Theofylatos v Animal Welfare Authority

Case

[2013] NTSC 61

4 OCTOBER 2013


Theofylatos v Animal Welfare Authority [2013] NTSC 61

PARTIES:THEOFYLATOS, Belinda

v

ANIMAL WELFARE AUTHORITY

TITLE OF COURT:  SUPREME COURT OF THE NORTHERN TERRITORY            

JURISDICTION:  SUPREME COURT OF THE NORTHERN TERRITORY EXERCISING APPELLATE JURISDICTION

FILE NO:LA 5 of 2013 (21315068)

DELIVERED:  4 OCTOBER 2013

HEARING DATES:  17 JUNE 2013

JUDGMENT OF:  KELLY J

APPEAL FROM:  J NEILL SM

CATCHWORDS:

ADMINISTRATIVE LAW—Natural justice—Procedural fairness—Adjournment—Application by Animal Welfare Authority for disposal of seized animals—Adjournment sought by owner to file application for return of animals—Adjournment refused—Failure to ask whether evidence was to be called in defence—Subsequent refusal to allow owner to give evidence—Held denial of natural justice—Appeal allowed

Sali v SPC (1993) 116 ALR 625; Consolidated Press Holdings Ltd v Wheeler (1992) 84 NTR 42; Escobar v Spindaleri (1986) 7 NSWLR 51, applied

Bayram v Benton (1994) 98 NTR 1; Kioa v West (1985) 159 CLR 550, referred to

REPRESENTATION:

Counsel:

Appellant:Self Represented

Respondent:  C O’Connor

Solicitors:

Appellant:Self Represented

Respondent:  Solicitor for the Northern Territory

Judgment category classification:   B

Judgment ID Number:  KEL13014

Number of pages:  11

IN THE SUPREME COURT
OF THE NORTHERN TERRITORY
OF AUSTRALIA
AT DARWIN

Theofylatos v Animal Welfare Authority [2013] NTSC 61

No. LA 5 of 2013 (21315068)

BETWEEN:

BELINDA THEOFYLATOS

Appellant

AND:

ANIMAL WELFARE AUTHORITY

Respondent

CORAM:    KELLY J

REASONS FOR JUDGMENT

(Delivered 4 October 2013)

Background

  1. On 19 March 2013 the Animal Welfare Authority (“the Authority”) seized 34 dogs and 3 horses belonging to Ms Theofylatos from her property in the rural area south of Darwin.

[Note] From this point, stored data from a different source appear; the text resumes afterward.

use super::traits::{Identity, IdentityStore, IdentityUpdate, NewIdentity, Role};
use crate::types::{AppError, Result};
use async_trait::async_trait;
use chrono::Utc;
use parking_lot::RwLock;
use std::collections::BTreeMap;

/// In-process identity store.
///
/// Reads take a shared lock, writes an exclusive one; no lock is held across
/// an await point.
#[derive(Default)]
pub struct MemoryIdentityStore {
    inner: RwLock<Inner>,
}

#[derive(Default)]
struct Inner {
    next_identity_id: i64,
    next_role_id: i64,
    identities: BTreeMap<i64, Identity>,
    roles: BTreeMap<i64, Role>,
}

impl Inner {
    fn resolve_roles(&self, ids: &[i64]) -> Result<Vec<Role>> {
        ids.iter()
            .map(|id| {
                self.roles
                    .get(id)
                    .cloned()
                    .ok_or_else(|| AppError::InvalidInput(format!("Unknown role id {}", id)))
            })
            .collect()
    }

    fn email_taken(&self, email: &str, except: Option<i64>) -> bool {
        self.identities
            .values()
            .any(|i| i.email == email && Some(i.id) != except)
    }
}

impl MemoryIdentityStore {
    pub fn new() -> Self {
        Self::default()
    }

    pub fn len(&self) -> usize {
        self.inner.read().identities.len()
    }

    pub fn is_empty(&self) -> bool {
        self.len() == 0
    }
}

#[async_trait]
impl IdentityStore for MemoryIdentityStore {
    async fn find_by_username(&self, username: &str) -> Result<Option<Identity>> {
        Ok(self
            .inner
            .read()
            .identities
            .values()
            .find(|i| i.username == username)
            .cloned())
    }

    async fn find_by_id(&self, id: i64) -> Result<Option<Identity>> {
        Ok(self.inner.read().identities.get(&id).cloned())
    }

    async fn create(&self, identity: NewIdentity) -> Result<Identity> {
        let mut inner = self.inner.write();

        if inner
            .identities
            .values()
            .any(|i| i.username == identity.username)
        {
            return Err(AppError::Conflict("Username already exists".to_string()));
        }
        if inner.email_taken(&identity.email, None) {
            return Err(AppError::Conflict("Email already exists".to_string()));
        }

        let roles = inner.resolve_roles(&identity.role_ids)?;
        inner.next_identity_id += 1;
        let now = Utc::now();
        let created = Identity {
            id: inner.next_identity_id,
            username: identity.username,
            email: identity.email,
            password_hash: identity.password_hash,
            is_active: identity.is_active,
            roles,
            created_at: now,
            updated_at: now,
        };

        inner.identities.insert(created.id, created.clone());
        Ok(created)
    }

    async fn search(&self, fragment: &str) -> Result<Vec<Identity>> {
        Ok(self
            .inner
            .read()
            .identities
            .values()
            .filter(|i| i.username.contains(fragment))
            .cloned()
            .collect())
    }

    async fn update(&self, id: i64, update: IdentityUpdate) -> Result<Identity> {
        let mut inner = self.inner.write();

        if !inner.identities.contains_key(&id) {
            return Err(AppError::NotFound("User not found".to_string()));
        }
        if let Some(ref email) = update.email {
            if inner.email_taken(email, Some(id)) {
                return Err(AppError::Conflict("Email already exists".to_string()));
            }
        }
        let roles = match update.role_ids {
            Some(ref ids) => Some(inner.resolve_roles(ids)?),
            None => None,
        };

        let identity = inner
            .identities
            .get_mut(&id)
            .ok_or_else(|| AppError::NotFound("User not found".to_string()))?;
        if let Some(email) = update.email {
            identity.email = email;
        }
        if let Some(hash) = update.password_hash {
            identity.password_hash = hash;
        }
        if let Some(active) = update.is_active {
            identity.is_active = active;
        }
        if let Some(roles) = roles {
            identity.roles = roles;
        }
        identity.updated_at = Utc::now();

        Ok(identity.clone())
    }

    async fn upsert_role(&self, code: &str, name: &str) -> Result<Role> {
        let mut inner = self.inner.write();

        if let Some(role) = inner.roles.values().find(|r| r.code == code) {
            return Ok(role.clone());
        }

        inner.next_role_id += 1;
        let role = Role {
            id: inner.next_role_id,
            code: code.to_string(),
            name: name.to_string(),
        };
        inner.roles.insert(role.id, role.clone());
        Ok(role)
    }
}
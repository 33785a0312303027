//! HTTP API Handlers and Routes
//!
//! The REST surface of Gatekeeper, built on Axum. Pipeline stages are
//! mounted per route in [`routes`](crate::api::routes).
//!
//! # API Endpoints
//!
//! ## Public
//! - `GET /api/v1/hello` - Greeting
//! - `POST /api/v1/users/login` - Exchange credentials for an access token
//! - `GET /health` - Health check
//! - `GET /api/openapi.json` - OpenAPI document
//!
//! ## Protected (`Authorization: Bearer <token>`)
//! - `GET /api/v1/users/me` - The calling identity
//! - `POST /api/v1/users` - Create an account
//! - `GET /api/v1/users?username=<fragment>` - Search accounts
//! - `PATCH /api/v1/users/{id}` - Update an account (`admin` role)
//!
//! Every JSON response uses the [`Envelope`](response::Envelope) shape.

/// OpenAPI document.
pub mod docs;
/// Request and response handlers for all API endpoints.
pub mod handlers;
/// Response envelope.
pub mod response;
/// Router configuration and route definitions.
pub mod routes;
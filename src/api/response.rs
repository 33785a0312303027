//! Response envelope.
//!
//! Every response produced by the pipeline and its handlers has the shape
//! `{"status": <int>, "message": <string>, "data": <any|null>}` and the HTTP
//! status equals `status`.

use axum::{
    http::StatusCode,
    response::{IntoResponse, Response},
    Json,
};
use serde::{Deserialize, Serialize};

/// Message used for every successful continuation.
pub const SUCCESS: &str = "Success";

#[derive(Debug, Clone, PartialEq, Serialize, Deserialize)]
pub struct Envelope<T = serde_json::Value> {
    pub status: u16,
    pub message: String,
    pub data: Option<T>,
}

impl<T> Envelope<T> {
    /// 200 "Success" carrying `data`.
    pub fn success(data: T) -> Self {
        Self {
            status: StatusCode::OK.as_u16(),
            message: SUCCESS.to_string(),
            data: Some(data),
        }
    }

    pub fn new(status: StatusCode, message: impl Into<String>, data: Option<T>) -> Self {
        Self {
            status: status.as_u16(),
            message: message.into(),
            data,
        }
    }

    pub fn status_code(&self) -> StatusCode {
        StatusCode::from_u16(self.status).unwrap_or(StatusCode::INTERNAL_SERVER_ERROR)
    }
}

impl Envelope {
    /// Envelope with null data.
    pub fn empty(status: StatusCode, message: impl Into<String>) -> Self {
        Self::new(status, message, None)
    }

    /// Envelope whose message is the status' standard reason phrase.
    pub fn reason(status: StatusCode) -> Self {
        Self::empty(status, status.canonical_reason().unwrap_or_default())
    }

    /// The uniform response for every token and authorization rejection.
    pub fn unauthorized() -> Self {
        Self::reason(StatusCode::UNAUTHORIZED)
    }
}

impl<T: Serialize> IntoResponse for Envelope<T> {
    fn into_response(self) -> Response {
        (self.status_code(), Json(self)).into_response()
    }
}
//! # Gatekeeper
//!
//! Authentication, authorization and request-validation pipeline for small
//! HTTP services built on Axum.
//!
//! ## Overview
//!
//! Every inbound request passes through up to three stages before its
//! handler runs:
//!
//! 1. **Request Validator** - decodes the JSON body into a typed payload and
//!    checks its declarative rule set ([`validation`])
//! 2. **Token Verifier** - turns the bearer token into an identity context
//!    ([`auth::middleware::require_identity`])
//! 3. **Authorization Gate** - checks the identity's roles
//!    ([`auth::middleware::gate`])
//!
//! Login runs the validator, then the credential authenticator, then the
//! token issuer.
//!
//! Gatekeeper can be used in two ways:
//!
//! 1. **As a standalone server** - Run the `gatekeeper-server` binary
//! 2. **As a library** - Mount the stages on your own routes
//!
//! ## Library Usage
//!
//! ```rust,ignore
//! use gatekeeper::{auth::middleware::require_identity, validation::validate_body};
//! use axum::{middleware, routing::post, Router};
//!
//! let router: Router<AppState> = Router::new().route(
//!     "/orders",
//!     post(create_order)
//!         .layer(middleware::from_fn_with_state(state.clone(), require_identity))
//!         .layer(middleware::from_fn(validate_body::<CreateOrder>)),
//! );
//! ```
//!
//! ## Modules
//!
//! - [`api`] - REST API handlers, routes and the response envelope
//! - [`auth`] - Password hashing, tokens, verification and role gating
//! - [`db`] - Identity store abstraction and the in-memory store
//! - [`validation`] - Declarative request body validation
//! - [`types`] - Request/response types and error handling

#![cfg_attr(docsrs, feature(doc_cfg))]
#![warn(rustdoc::missing_crate_level_docs)]

/// HTTP API handlers and routes.
pub mod api;
/// Authentication, token handling and authorization.
pub mod auth;
/// Command-line interface.
pub mod cli;
/// Identity storage.
pub mod db;
/// Stage plumbing shared by the middleware stages.
pub mod pipeline;
/// Core types (requests, responses, errors).
pub mod types;
/// Configuration and logging setup.
pub mod utils;
/// Request body validation.
pub mod validation;

// Re-export commonly used types
pub use api::response::Envelope;
pub use api::routes::app;
pub use types::{AppError, Result};
pub use utils::config::{ConfigError, GatekeeperConfig};

use crate::auth::{Authenticator, PasswordHasher, SigningKey, TokenService, TokenVerifier};
use crate::db::IdentityStore;
use std::sync::Arc;

/// Application state shared across handlers and stages
#[derive(Clone)]
pub struct AppState {
    /// Configuration loaded at startup
    pub config: Arc<GatekeeperConfig>,
    /// Identity store
    pub store: Arc<dyn IdentityStore>,
    /// Password hasher used for new and changed passwords
    pub hasher: PasswordHasher,
    /// Token issuer holding the process-wide signing key
    pub tokens: Arc<TokenService>,
    /// Credential authenticator for logins
    pub authenticator: Arc<Authenticator>,
    /// Bearer token verifier for protected routes
    pub verifier: Arc<TokenVerifier>,
}

impl AppState {
    /// Wires the services from the configuration, the signing key and a store.
    pub fn build(
        config: GatekeeperConfig,
        key: &SigningKey,
        store: Arc<dyn IdentityStore>,
    ) -> Result<Self> {
        let hasher = PasswordHasher::new(config.auth.hash_cost)?;
        let ttl = config.auth.token_ttl().ok_or_else(|| {
            AppError::Internal("auth.token_ttl_hours is out of range".to_string())
        })?;
        let tokens = Arc::new(TokenService::new(key, ttl));
        let authenticator = Arc::new(Authenticator::new(store.clone(), hasher.clone())?);
        let verifier = Arc::new(TokenVerifier::new(tokens.clone(), store.clone()));

        Ok(Self {
            config: Arc::new(config),
            store,
            hasher,
            tokens,
            authenticator,
            verifier,
        })
    }
}
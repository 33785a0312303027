use crate::types::{AppError, Result};
use argon2::{
    password_hash::{
        rand_core::OsRng, PasswordHash, PasswordHasher as _, PasswordVerifier as _, SaltString,
    },
    Algorithm, Argon2, Params, Version,
};

/// Default adaptive cost (Argon2 time cost, i.e. passes over memory).
pub const DEFAULT_HASH_COST: u32 = 10;

/// Salted, adaptive password hashing with Argon2id.
///
/// Digests are PHC strings and carry their own parameters, so digests made
/// with an older cost keep verifying after the cost is changed.
#[derive(Clone)]
pub struct PasswordHasher {
    argon2: Argon2<'static>,
    cost: u32,
}

impl PasswordHasher {
    /// Creates a hasher with the given time cost. Fails for a cost Argon2 rejects.
    pub fn new(cost: u32) -> Result<Self> {
        let params = Params::new(Params::DEFAULT_M_COST, cost, Params::DEFAULT_P_COST, None)
            .map_err(|e| AppError::Internal(format!("Invalid hash cost {}: {}", cost, e)))?;

        Ok(Self {
            argon2: Argon2::new(Algorithm::Argon2id, Version::V0x13, params),
            cost,
        })
    }

    pub fn cost(&self) -> u32 {
        self.cost
    }

    /// Hashes a password, returning a PHC-formatted digest.
    pub fn hash(&self, password: &str) -> Result<String> {
        let salt = SaltString::generate(&mut OsRng);

        self.argon2
            .hash_password(password.as_bytes(), &salt)
            .map(|hash| hash.to_string())
            .map_err(|e| AppError::Internal(format!("Failed to hash password: {}", e)))
    }

    /// Checks `password` against `digest`. A malformed digest is a plain mismatch.
    pub fn verify(&self, digest: &str, password: &str) -> bool {
        match PasswordHash::new(digest) {
            Ok(parsed) => self
                .argon2
                .verify_password(password.as_bytes(), &parsed)
                .is_ok(),
            Err(_) => false,
        }
    }

    /// [`hash`](Self::hash) on the blocking pool.
    pub async fn hash_blocking(&self, password: String) -> Result<String> {
        let hasher = self.clone();
        tokio::task::spawn_blocking(move || hasher.hash(&password))
            .await
            .map_err(|e| AppError::Internal(format!("Hashing task failed: {}", e)))?
    }

    /// [`verify`](Self::verify) on the blocking pool. A failed task counts as a mismatch.
    pub async fn verify_blocking(&self, digest: String, password: String) -> bool {
        let hasher = self.clone();
        tokio::task::spawn_blocking(move || hasher.verify(&digest, &password))
            .await
            .unwrap_or(false)
    }
}

impl std::fmt::Debug for PasswordHasher {
    fn fmt(&self, f: &mut std::fmt::Formatter<'_>) -> std::fmt::Result {
        f.debug_struct("PasswordHasher")
            .field("algorithm", &"argon2id")
            .field("cost", &self.cost)
            .finish()
    }
}
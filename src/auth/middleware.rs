use super::{authorize, Decision, IdentityContext, TokenVerifier};
use crate::api::response::Envelope;
use crate::pipeline::Proceed;
use crate::AppState;
use axum::{
    extract::{FromRequestParts, Request, State},
    http::request::Parts,
    middleware::Next,
    response::{IntoResponse, Response},
};
use tracing::debug;

/// Token verifier stage for protected routes.
pub async fn require_identity(State(state): State<AppState>, req: Request, next: Next) -> Response {
    verify_stage(&state.verifier, req, next).await
}

/// Verifies the bearer token, attaches the [`IdentityContext`] and proceeds.
/// Every rejection produces the same 401 envelope.
pub async fn verify_stage<P: Proceed>(
    verifier: &TokenVerifier,
    mut req: Request,
    next: P,
) -> Response {
    let verdict = verifier.verify(req.headers()).await;

    match verdict {
        Ok(ctx) => {
            req.extensions_mut().insert(ctx);
            next.proceed(req).await
        }
        Err(rejection) => {
            debug!(
                reason = rejection.tag(),
                path = %req.uri().path(),
                "token rejected"
            );
            Envelope::unauthorized().into_response()
        }
    }
}

/// Authorization gate stage. Mount inside [`require_identity`]:
///
/// ```ignore
/// patch(handler)
///     .layer(middleware::from_fn(|req: Request, next: Next| gate(&[ADMIN], req, next)))
///     .layer(middleware::from_fn_with_state(state.clone(), require_identity))
/// ```
///
/// A request without an identity context is denied.
pub async fn gate<P: Proceed>(required: &'static [&'static str], req: Request, next: P) -> Response {
    let decision = match req.extensions().get::<IdentityContext>() {
        Some(ctx) => authorize(ctx, required),
        None => Decision::Denied,
    };

    match decision {
        Decision::Allowed => next.proceed(req).await,
        Decision::Denied => {
            debug!(?required, path = %req.uri().path(), "authorization denied");
            Envelope::unauthorized().into_response()
        }
    }
}

/// Extractor for the identity attached by [`require_identity`].
#[derive(Debug, Clone)]
pub struct CurrentIdentity(pub IdentityContext);

impl<S> FromRequestParts<S> for CurrentIdentity
where
    S: Send + Sync,
{
    type Rejection = Envelope;

    async fn from_request_parts(parts: &mut Parts, _state: &S) -> Result<Self, Self::Rejection> {
        parts
            .extensions
            .get::<IdentityContext>()
            .cloned()
            .map(CurrentIdentity)
            .ok_or_else(Envelope::unauthorized)
    }
}

#[cfg(test)]
mod tests {
    use super::*;
    use crate::auth::{roles::ADMIN, SigningKey, TokenService};
    use crate::db::{IdentityStore, MemoryIdentityStore, NewIdentity};
    use crate::pipeline::testing::{body_json, RecordingNext};
    use axum::{body::Body, http::StatusCode};
    use chrono::Duration;
    use std::sync::Arc;

    async fn setup(roles: &[&str]) -> (TokenVerifier, Arc<TokenService>) {
        let tokens = Arc::new(TokenService::new(
            &SigningKey::new("middleware-secret").expect("key"),
            Duration::hours(1),
        ));
        let store = Arc::new(MemoryIdentityStore::new());
        let mut role_ids = vec![];
        for code in roles {
            role_ids.push(store.upsert_role(code, code).await.expect("role").id);
        }
        store
            .create(NewIdentity {
                username: "user".to_string(),
                email: "user@example.com".to_string(),
                password_hash: "digest".to_string(),
                is_active: true,
                role_ids,
            })
            .await
            .expect("create");

        (TokenVerifier::new(tokens.clone(), store), tokens)
    }

    fn request(authorization: Option<String>) -> Request {
        let mut builder = Request::builder().uri("/api/v1/users/me");
        if let Some(value) = authorization {
            builder = builder.header("authorization", value);
        }
        builder.body(Body::empty()).expect("should build request")
    }

    #[tokio::test]
    async fn test_valid_token_injects_context() {
        let (verifier, tokens) = setup(&[]).await;
        let token = tokens.issue("user").expect("issue");
        let next = RecordingNext::default();

        let response =
            verify_stage(&verifier, request(Some(format!("Bearer {token}"))), next.clone()).await;

        assert_eq!(response.status(), StatusCode::NO_CONTENT);
        let forwarded = next.take().expect("should proceed");
        let ctx = forwarded
            .extensions()
            .get::<IdentityContext>()
            .expect("context should be attached");
        assert_eq!(ctx.identity.username, "user");
    }

    #[tokio::test]
    async fn test_rejections_are_uniform() {
        let (verifier, _) = setup(&[]).await;
        let foreign = TokenService::new(&SigningKey::new("other").expect("key"), Duration::hours(1))
            .issue("user")
            .expect("issue");

        for authorization in [
            None,
            Some("Token abc".to_string()),
            Some(format!("Bearer {foreign}")),
        ] {
            let next = RecordingNext::default();
            let response = verify_stage(&verifier, request(authorization), next.clone()).await;

            assert_eq!(next.calls(), 0);
            assert_eq!(response.status(), StatusCode::UNAUTHORIZED);
            let body = body_json(response).await;
            assert_eq!(
                body,
                serde_json::json!({"status": 401, "message": "Unauthorized", "data": null})
            );
        }
    }

    #[tokio::test]
    async fn test_gate_allows_matching_role() {
        let (verifier, tokens) = setup(&[ADMIN]).await;
        let ctx = verifier
            .verify(request(Some(format!("Bearer {}", tokens.issue("user").expect("issue")))).headers())
            .await
            .expect("verify");
        let mut req = request(None);
        req.extensions_mut().insert(ctx);
        let next = RecordingNext::default();

        let response = gate(&[ADMIN, "user-manager"], req, next.clone()).await;

        assert_eq!(response.status(), StatusCode::NO_CONTENT);
        assert_eq!(next.calls(), 1);
    }

    #[tokio::test]
    async fn test_gate_denies_without_role() {
        let (verifier, tokens) = setup(&["reader"]).await;
        let ctx = verifier
            .verify(request(Some(format!("Bearer {}", tokens.issue("user").expect("issue")))).headers())
            .await
            .expect("verify");
        let mut req = request(None);
        req.extensions_mut().insert(ctx);
        let next = RecordingNext::default();

        let response = gate(&[ADMIN], req, next.clone()).await;

        assert_eq!(next.calls(), 0);
        let body = body_json(response).await;
        assert_eq!(body["status"], 401);
        assert_eq!(body["message"], "Unauthorized");
        assert!(body["data"].is_null());
    }

    #[tokio::test]
    async fn test_gate_denies_without_context() {
        let next = RecordingNext::default();

        let response = gate(&[], request(None), next.clone()).await;

        assert_eq!(response.status(), StatusCode::UNAUTHORIZED);
        assert_eq!(next.calls(), 0);
    }
}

  2. On 17 April, the Authority served Ms Theofylatos with an application under s 68G of the Animal Welfare Act for an order that the animals be disposed of.  The return date on the application was 22 April 2013. 

  3. Section 68G provides:

    Return or disposal orders

    (1)This section applies if an animal or thing:

    (a)has been seized under this Act; and

    (b)has not been forfeited to the Crown; and

    (c)has not been sold or disposed of under section 68F.

    (2)On application by the Authority or any person entitled to the animal or thing, a return or disposal order may be made:

    (a)by the appropriate civil court; or

    (b)if a person has been charged with an offence against this Act with which the animal or thing is connected – by the court hearing the charge.

  4. Ms Theofylatos engaged a solicitor on 19 April.  The matter was mentioned in the Local Court on 22 April and adjourned for 1 week to enable the solicitor to obtain proper instructions and to provide advice to the client.

    The proceedings at first instance

  5. On 29 April, 10 days after the application had first been served, Ms Theofylatos appeared with her solicitor and the solicitor sought an adjournment to enable Ms Theofylatos to file an application under s 68G for the return of the animals and to file and serve supporting affidavit material.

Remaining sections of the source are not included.